Possibly but the crux of it is simply the page text from external
storage. Fetching the meta content while long is very short in the grand
scheme of things.
Is it possible to suspend any individual slaves
temporarily during off
peak hours to flush the database to disk and then copy the database
files to another computer? If not, we may still be able to use a
"stale" database files copied to another computer, as long as we only
use data from it that is at least a few days old, so we know that it's
been flushed to disk (not sure how mysql flushes the data...).
Spinning down a slave wont help us much since external storage is the
slowdown.

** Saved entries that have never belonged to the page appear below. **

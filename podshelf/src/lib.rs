//! podshelf - Spotify podcast library access for server-rendered web apps
//!
//! This crate keeps a per-session Spotify token usable (authorization code
//! exchange and refresh), walks the paged Web API listings for saved shows and
//! episodes, and stores sessions in memory or Redis. HTTP wiring lives in
//! `podshelf-axum`.

mod catalog;
mod coordination;
mod oauth2;
mod session;
mod storage;
mod utils;

#[cfg(test)]
mod test_utils;

pub use coordination::{
    CoordinationError, begin_authorization, complete_authorization, get_valid_token,
    list_saved_shows_core, list_show_episodes_core,
};

pub use catalog::{
    CatalogConfig, CatalogError, DEFAULT_MAX_PAGES, Episode, EpisodeSummary, Image, PAGE_SIZE, Page,
    ResumePoint, SavedShow, Show, fetch_all, ms_to_minutes,
};

pub use oauth2::{
    AuthResponse, OAuth2Config, OAuth2Error, SPOTIFY_SCOPE, TOKEN_REFRESH_MARGIN_SECS, TokenBundle,
};

pub use session::{Session, SessionError, SessionParams, SessionStore};

pub use storage::StorageError;
pub use utils::UtilError;
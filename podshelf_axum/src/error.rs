use http::StatusCode;
use podshelf::{CoordinationError, SessionError};

const INTERNAL_ERROR_BODY: &str = "Internal server error";

/// Helper trait for converting errors to a standard response error format
pub trait IntoResponseError<T> {
    fn into_response_error(self) -> Result<T, (StatusCode, String)>;
}

/// Client-caused failures become 400 with their message; everything else is
/// a 500 whose details stay in the log.
impl<T> IntoResponseError<T> for Result<T, CoordinationError> {
    fn into_response_error(self) -> Result<T, (StatusCode, String)> {
        self.map_err(|e| match e {
            CoordinationError::MissingAuthorizationCode
            | CoordinationError::AuthorizationDenied(_) => {
                let e = e.log();
                (StatusCode::BAD_REQUEST, e.to_string())
            }
            _ => (
                StatusCode::INTERNAL_SERVER_ERROR,
                INTERNAL_ERROR_BODY.to_string(),
            ),
        })
    }
}

impl<T> IntoResponseError<T> for Result<T, SessionError> {
    fn into_response_error(self) -> Result<T, (StatusCode, String)> {
        self.map_err(CoordinationError::from).into_response_error()
    }
}
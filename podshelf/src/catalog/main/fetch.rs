use std::future::Future;

use crate::catalog::errors::CatalogError;
use crate::catalog::types::Page;

/// Collects every item of a paged listing.
///
/// `fetch_page(offset, limit)` is called with offsets `0, page_size, 2 * page_size, ..`
/// until a page reports no `next` page. Items keep the order in which the
/// pages returned them. When `max_pages` requests still leave a further page,
/// [`CatalogError::PaginationLimitExceeded`] is returned instead of the partial list.
pub async fn fetch_all<T, F, Fut>(
    mut fetch_page: F,
    page_size: usize,
    max_pages: usize,
) -> Result<Vec<T>, CatalogError>
where
    F: FnMut(usize, usize) -> Fut,
    Fut: Future<Output = Result<Page<T>, CatalogError>>,
{
    let mut items = Vec::new();
    let mut offset = 0;

    for _ in 0..max_pages {
        let page = fetch_page(offset, page_size).await?;
        items.extend(page.items);
        if page.next.is_none() {
            tracing::debug!("Fetched {} items", items.len());
            return Ok(items);
        }
        offset += page_size;
    }

    Err(CatalogError::PaginationLimitExceeded { max_pages })
}
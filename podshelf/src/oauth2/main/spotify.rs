use crate::oauth2::config::OAuth2Config;
use crate::oauth2::errors::OAuth2Error;
use crate::oauth2::types::{TokenBundle, TokenResponse};
use crate::utils::get_client;

/// Swaps a one-time authorization code for a new token bundle.
pub(crate) async fn exchange_code_for_token(
    config: &OAuth2Config,
    code: &str,
    now: i64,
) -> Result<TokenBundle, OAuth2Error> {
    let response = request_token(
        config,
        &[
            ("grant_type", "authorization_code"),
            ("code", code),
            ("redirect_uri", config.redirect_uri.as_str()),
        ],
    )
    .await
    .map_err(OAuth2Error::TokenExchange)?;

    response.into_bundle(now, None)
}

/// Swaps the refresh token of `current` for a new access token.
pub(crate) async fn refresh_access_token(
    config: &OAuth2Config,
    current: &TokenBundle,
    now: i64,
) -> Result<TokenBundle, OAuth2Error> {
    let response = request_token(
        config,
        &[
            ("grant_type", "refresh_token"),
            ("refresh_token", current.refresh_token.as_str()),
        ],
    )
    .await
    .map_err(OAuth2Error::TokenRefresh)?;

    response.into_bundle(now, Some(current))
}

async fn request_token(
    config: &OAuth2Config,
    form: &[(&str, &str)],
) -> Result<TokenResponse, String> {
    let client = get_client().map_err(|e| e.to_string())?;
    let response = client
        .post(config.token_url.as_str())
        .basic_auth(&config.client_id, Some(&config.client_secret))
        .form(form)
        .send()
        .await
        .map_err(|e| e.to_string())?;

    let status = response.status();
    if !status.is_success() {
        let body = response.text().await.unwrap_or_default();
        tracing::debug!("Token endpoint returned {}: {}", status, body);
        return Err(format!("{status}: {body}"));
    }

    let response_body = response.text().await.map_err(|e| e.to_string())?;
    serde_json::from_str(&response_body)
        .map_err(|e| format!("Failed to deserialize token response: {e}"))
}
use chrono::Utc;

use crate::oauth2::{OAuth2Config, TokenBundle, refresh_access_token};
use crate::session::Session;

use super::errors::CoordinationError;

/// Returns a usable token bundle for the session, refreshing it when needed.
///
/// - no bundle in the session: `(TokenBundle::default(), false)`, no network call
/// - at least 60 seconds left: the stored bundle, no network call
/// - otherwise: exactly one refresh exchange; the refreshed bundle replaces the stored one
///
/// Whenever a bundle is returned it is written back into the session and the
/// session is marked dirty.
pub async fn get_valid_token(
    session: &mut Session,
    config: &OAuth2Config,
) -> Result<(TokenBundle, bool), CoordinationError> {
    get_valid_token_at(session, config, Utc::now().timestamp()).await
}

pub(crate) async fn get_valid_token_at(
    session: &mut Session,
    config: &OAuth2Config,
    now: i64,
) -> Result<(TokenBundle, bool), CoordinationError> {
    let Some(current) = session.token().cloned() else {
        tracing::debug!("No token in session");
        return Ok((TokenBundle::default(), false));
    };

    let bundle = if current.is_valid_at(now) {
        current
    } else {
        tracing::debug!(
            "Access token expires in {}s, refreshing",
            current.expires_at - now
        );
        refresh_access_token(config, &current, now).await?
    };

    session.set_token(bundle.clone());
    Ok((bundle, true))
}
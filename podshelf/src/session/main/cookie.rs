use headers::{Cookie, HeaderMapExt};
use http::HeaderMap;

use crate::session::config::SessionParams;
use crate::session::errors::SessionError;
use crate::utils::header_set_cookie;

pub(super) fn get_session_id_from_headers(
    headers: &HeaderMap,
    cookie_name: &str,
) -> Option<String> {
    let Some(cookies) = headers.typed_get::<Cookie>() else {
        tracing::debug!("No cookie header found");
        return None;
    };

    let session_id = cookies.get(cookie_name).map(str::to_string);
    if session_id.is_none() {
        tracing::debug!("No session cookie '{}' found in cookies", cookie_name);
    }
    session_id
}

pub(super) fn session_cookie_header(
    params: &SessionParams,
    session_id: &str,
) -> Result<HeaderMap, SessionError> {
    let mut headers = HeaderMap::new();
    header_set_cookie(
        &mut headers,
        &params.cookie_name,
        session_id,
        params.cookie_max_age as i64,
        params.secure,
    )?;
    Ok(headers)
}
//! Test utilities shared by the unit tests of this crate
//!
//! Provides an in-process mock of the Spotify accounts service and Web API,
//! served by axum on an ephemeral port, that counts the requests it receives.

use axum::{
    Json, Router,
    extract::{Form, Path, Query, State},
    http::{HeaderMap, StatusCode},
    response::{IntoResponse, Response},
    routing::{get, post},
};
use base64::{Engine as _, engine::general_purpose::STANDARD};
use serde_json::{Value, json};
use std::collections::HashMap;
use std::sync::Arc;
use std::sync::atomic::{AtomicUsize, Ordering};

use crate::catalog::CatalogConfig;
use crate::oauth2::OAuth2Config;

pub(crate) const VALID_CODE: &str = "abc123";
pub(crate) const VALID_REFRESH_TOKEN: &str = "refresh-token";
pub(crate) const CLIENT_ID: &str = "test-client";
pub(crate) const CLIENT_SECRET: &str = "test-secret";

#[derive(Default)]
pub(crate) struct MockCounters {
    pub(crate) code_exchanges: AtomicUsize,
    pub(crate) refreshes: AtomicUsize,
    pub(crate) show_pages: AtomicUsize,
    pub(crate) episode_pages: AtomicUsize,
}

#[derive(Clone)]
struct MockState {
    base_url: String,
    saved_show_count: usize,
    episode_count: usize,
    counters: Arc<MockCounters>,
}

pub(crate) struct MockSpotify {
    pub(crate) base_url: String,
    pub(crate) counters: Arc<MockCounters>,
}

impl MockSpotify {
    /// Starts a mock serving `saved_show_count` saved shows and `episode_count`
    /// episodes for every show.
    pub(crate) async fn start(saved_show_count: usize, episode_count: usize) -> Self {
        let listener = tokio::net::TcpListener::bind("127.0.0.1:0")
            .await
            .expect("bind mock server");
        let base_url = format!("http://{}", listener.local_addr().expect("local addr"));
        let counters = Arc::new(MockCounters::default());

        let state = MockState {
            base_url: base_url.clone(),
            saved_show_count,
            episode_count,
            counters: counters.clone(),
        };
        let app = Router::new()
            .route("/api/token", post(token))
            .route("/v1/me/shows", get(saved_shows))
            .route("/v1/shows/{id}/episodes", get(show_episodes))
            .with_state(state);

        tokio::spawn(async move {
            axum::serve(listener, app).await.expect("mock server");
        });

        Self { base_url, counters }
    }

    pub(crate) fn oauth2_config(&self) -> OAuth2Config {
        OAuth2Config::new(
            CLIENT_ID.to_string(),
            CLIENT_SECRET.to_string(),
            "http://localhost:3001",
            &self.base_url,
            false,
        )
    }

    pub(crate) fn catalog_config(&self) -> CatalogConfig {
        CatalogConfig::new(&format!("{}/v1", self.base_url), 200)
    }
}

fn has_client_credentials(headers: &HeaderMap) -> bool {
    let expected = format!(
        "Basic {}",
        STANDARD.encode(format!("{CLIENT_ID}:{CLIENT_SECRET}"))
    );
    headers
        .get(http::header::AUTHORIZATION)
        .and_then(|h| h.to_str().ok())
        .is_some_and(|h| h == expected)
}

fn invalid_grant() -> Response {
    (
        StatusCode::BAD_REQUEST,
        Json(json!({"error": "invalid_grant"})),
    )
        .into_response()
}

async fn token(
    State(state): State<MockState>,
    headers: HeaderMap,
    Form(form): Form<HashMap<String, String>>,
) -> Response {
    if !has_client_credentials(&headers) {
        return (
            StatusCode::UNAUTHORIZED,
            Json(json!({"error": "invalid_client"})),
        )
            .into_response();
    }

    match form.get("grant_type").map(String::as_str) {
        Some("authorization_code") => {
            state.counters.code_exchanges.fetch_add(1, Ordering::SeqCst);
            if form.get("code").map(String::as_str) != Some(VALID_CODE)
                || form.get("redirect_uri").is_none()
            {
                return invalid_grant();
            }
            Json(json!({
                "access_token": "access-from-code",
                "token_type": "Bearer",
                "scope": "user-library-read user-read-playback-position",
                "expires_in": 3600,
                "refresh_token": VALID_REFRESH_TOKEN
            }))
            .into_response()
        }
        Some("refresh_token") => {
            let n = state.counters.refreshes.fetch_add(1, Ordering::SeqCst) + 1;
            if form.get("refresh_token").map(String::as_str) != Some(VALID_REFRESH_TOKEN) {
                return invalid_grant();
            }
            Json(json!({
                "access_token": format!("access-refreshed-{n}"),
                "token_type": "Bearer",
                "scope": "user-library-read user-read-playback-position",
                "expires_in": 3600
            }))
            .into_response()
        }
        _ => invalid_grant(),
    }
}

fn is_authorized(headers: &HeaderMap) -> bool {
    headers
        .get(http::header::AUTHORIZATION)
        .and_then(|h| h.to_str().ok())
        .is_some_and(|h| h.starts_with("Bearer access"))
}

fn page_window(params: &HashMap<String, String>, total: usize) -> (usize, usize) {
    let limit = params
        .get("limit")
        .and_then(|v| v.parse().ok())
        .unwrap_or(20usize);
    let offset = params
        .get("offset")
        .and_then(|v| v.parse().ok())
        .unwrap_or(0usize);
    (offset.min(total), (offset + limit).min(total))
}

fn page_body(items: Vec<Value>, next: Option<String>, total: usize) -> Value {
    json!({
        "items": items,
        "next": next,
        "total": total
    })
}

async fn saved_shows(
    State(state): State<MockState>,
    headers: HeaderMap,
    Query(params): Query<HashMap<String, String>>,
) -> Response {
    if !is_authorized(&headers) {
        return StatusCode::UNAUTHORIZED.into_response();
    }
    state.counters.show_pages.fetch_add(1, Ordering::SeqCst);

    let total = state.saved_show_count;
    let (start, end) = page_window(&params, total);
    let items = (start..end)
        .map(|i| {
            json!({
                "added_at": "2024-01-01T00:00:00Z",
                "show": {
                    "id": format!("show{i}"),
                    "name": format!("Show {i}"),
                    "publisher": "Mock Publisher",
                    "description": "A mock show",
                    "total_episodes": state.episode_count,
                    "images": [],
                    "external_urls": {"spotify": format!("https://open.spotify.com/show/show{i}")}
                }
            })
        })
        .collect();
    let next = (end < total).then(|| {
        format!(
            "{}/v1/me/shows?offset={end}&limit={}",
            state.base_url,
            end - start
        )
    });
    Json(page_body(items, next, total)).into_response()
}

async fn show_episodes(
    State(state): State<MockState>,
    Path(id): Path<String>,
    headers: HeaderMap,
    Query(params): Query<HashMap<String, String>>,
) -> Response {
    if !is_authorized(&headers) {
        return StatusCode::UNAUTHORIZED.into_response();
    }
    state.counters.episode_pages.fetch_add(1, Ordering::SeqCst);

    let total = state.episode_count;
    let (start, end) = page_window(&params, total);
    let items = (start..end)
        .map(|i| {
            json!({
                "id": format!("{id}-ep{i}"),
                "name": format!("Episode {i}"),
                "description": "A mock episode",
                "release_date": "2024-01-01",
                "duration_ms": 3_600_000,
                "resume_point": {
                    "fully_played": false,
                    "resume_position_ms": 1_500_000
                }
            })
        })
        .collect();
    let next = (end < total).then(|| {
        format!(
            "{}/v1/shows/{id}/episodes?offset={end}&limit={}",
            state.base_url,
            end - start
        )
    });
    Json(page_body(items, next, total)).into_response()
}
use async_trait::async_trait;
use std::collections::HashMap;
use std::time::{Duration, Instant};

use crate::storage::errors::StorageError;
use crate::storage::types::CacheData;

use super::types::{CacheStore, InMemoryCacheStore};

const CACHE_PREFIX: &str = "cache";

impl InMemoryCacheStore {
    pub(crate) fn new() -> Self {
        tracing::info!("Creating new in-memory generic cache store");
        Self {
            entry: HashMap::new(),
        }
    }

    fn make_key(prefix: &str, key: &str) -> String {
        format!("{CACHE_PREFIX}:{prefix}:{key}")
    }

    fn evict_expired(&mut self) {
        let now = Instant::now();
        self.entry.retain(|_, (_, expires_at)| *expires_at > now);
    }
}

#[async_trait]
impl CacheStore for InMemoryCacheStore {
    async fn init(&self) -> Result<(), StorageError> {
        Ok(())
    }

    async fn put_with_ttl(
        &mut self,
        prefix: &str,
        key: &str,
        value: CacheData,
        ttl: usize,
    ) -> Result<(), StorageError> {
        self.evict_expired();
        let key = Self::make_key(prefix, key);
        let expires_at = Instant::now()
            .checked_add(Duration::from_secs(ttl as u64))
            .ok_or_else(|| StorageError::Storage(format!("TTL of {ttl}s is out of range")))?;
        self.entry.insert(key, (value, expires_at));
        Ok(())
    }

    async fn get(&self, prefix: &str, key: &str) -> Result<Option<CacheData>, StorageError> {
        let key = Self::make_key(prefix, key);
        let now = Instant::now();
        Ok(self
            .entry
            .get(&key)
            .filter(|(_, expires_at)| *expires_at > now)
            .map(|(value, _)| value.clone()))
    }

    async fn remove(&mut self, prefix: &str, key: &str) -> Result<(), StorageError> {
        let key = Self::make_key(prefix, key);
        self.entry.remove(&key);
        Ok(())
    }
}
use url::Url;

use crate::oauth2::config::OAuth2Config;
use crate::oauth2::errors::OAuth2Error;

/// Builds the accounts-service URL the browser is sent to for consent.
pub(crate) fn build_authorize_url(config: &OAuth2Config) -> Result<String, OAuth2Error> {
    let mut url = Url::parse(&config.auth_url)
        .map_err(|e| OAuth2Error::InvalidUrl(format!("{}: {e}", config.auth_url)))?;

    {
        let mut query = url.query_pairs_mut();
        query
            .append_pair("client_id", &config.client_id)
            .append_pair("response_type", "code")
            .append_pair("redirect_uri", &config.redirect_uri)
            .append_pair("scope", &config.scope);
        if config.show_dialog {
            query.append_pair("show_dialog", "true");
        }
    }

    tracing::debug!("Auth URL: {}", url);
    Ok(url.into())
}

But mirroring that content elsewhere might be the way to go.
External storage by itself is just a set of mysql db's. I'm curious to
see if there might be a better storage sub system to optimize for this.
AFAIK External Storage is used with direct assignation. A wiki gets
assigned an ES cluster and uses it for a long period of time. Thus from
one dump to the next all text will be at the same ES cluster with high
probability.
Could the dump be run on one of the current ES cluster slaves?
Moving the old dump might be a greater problem than getting the articles
(though it's much 'easier' to move, since everything is on a single data
block and pipelines nicely) but the dumper machine could became an ES slave.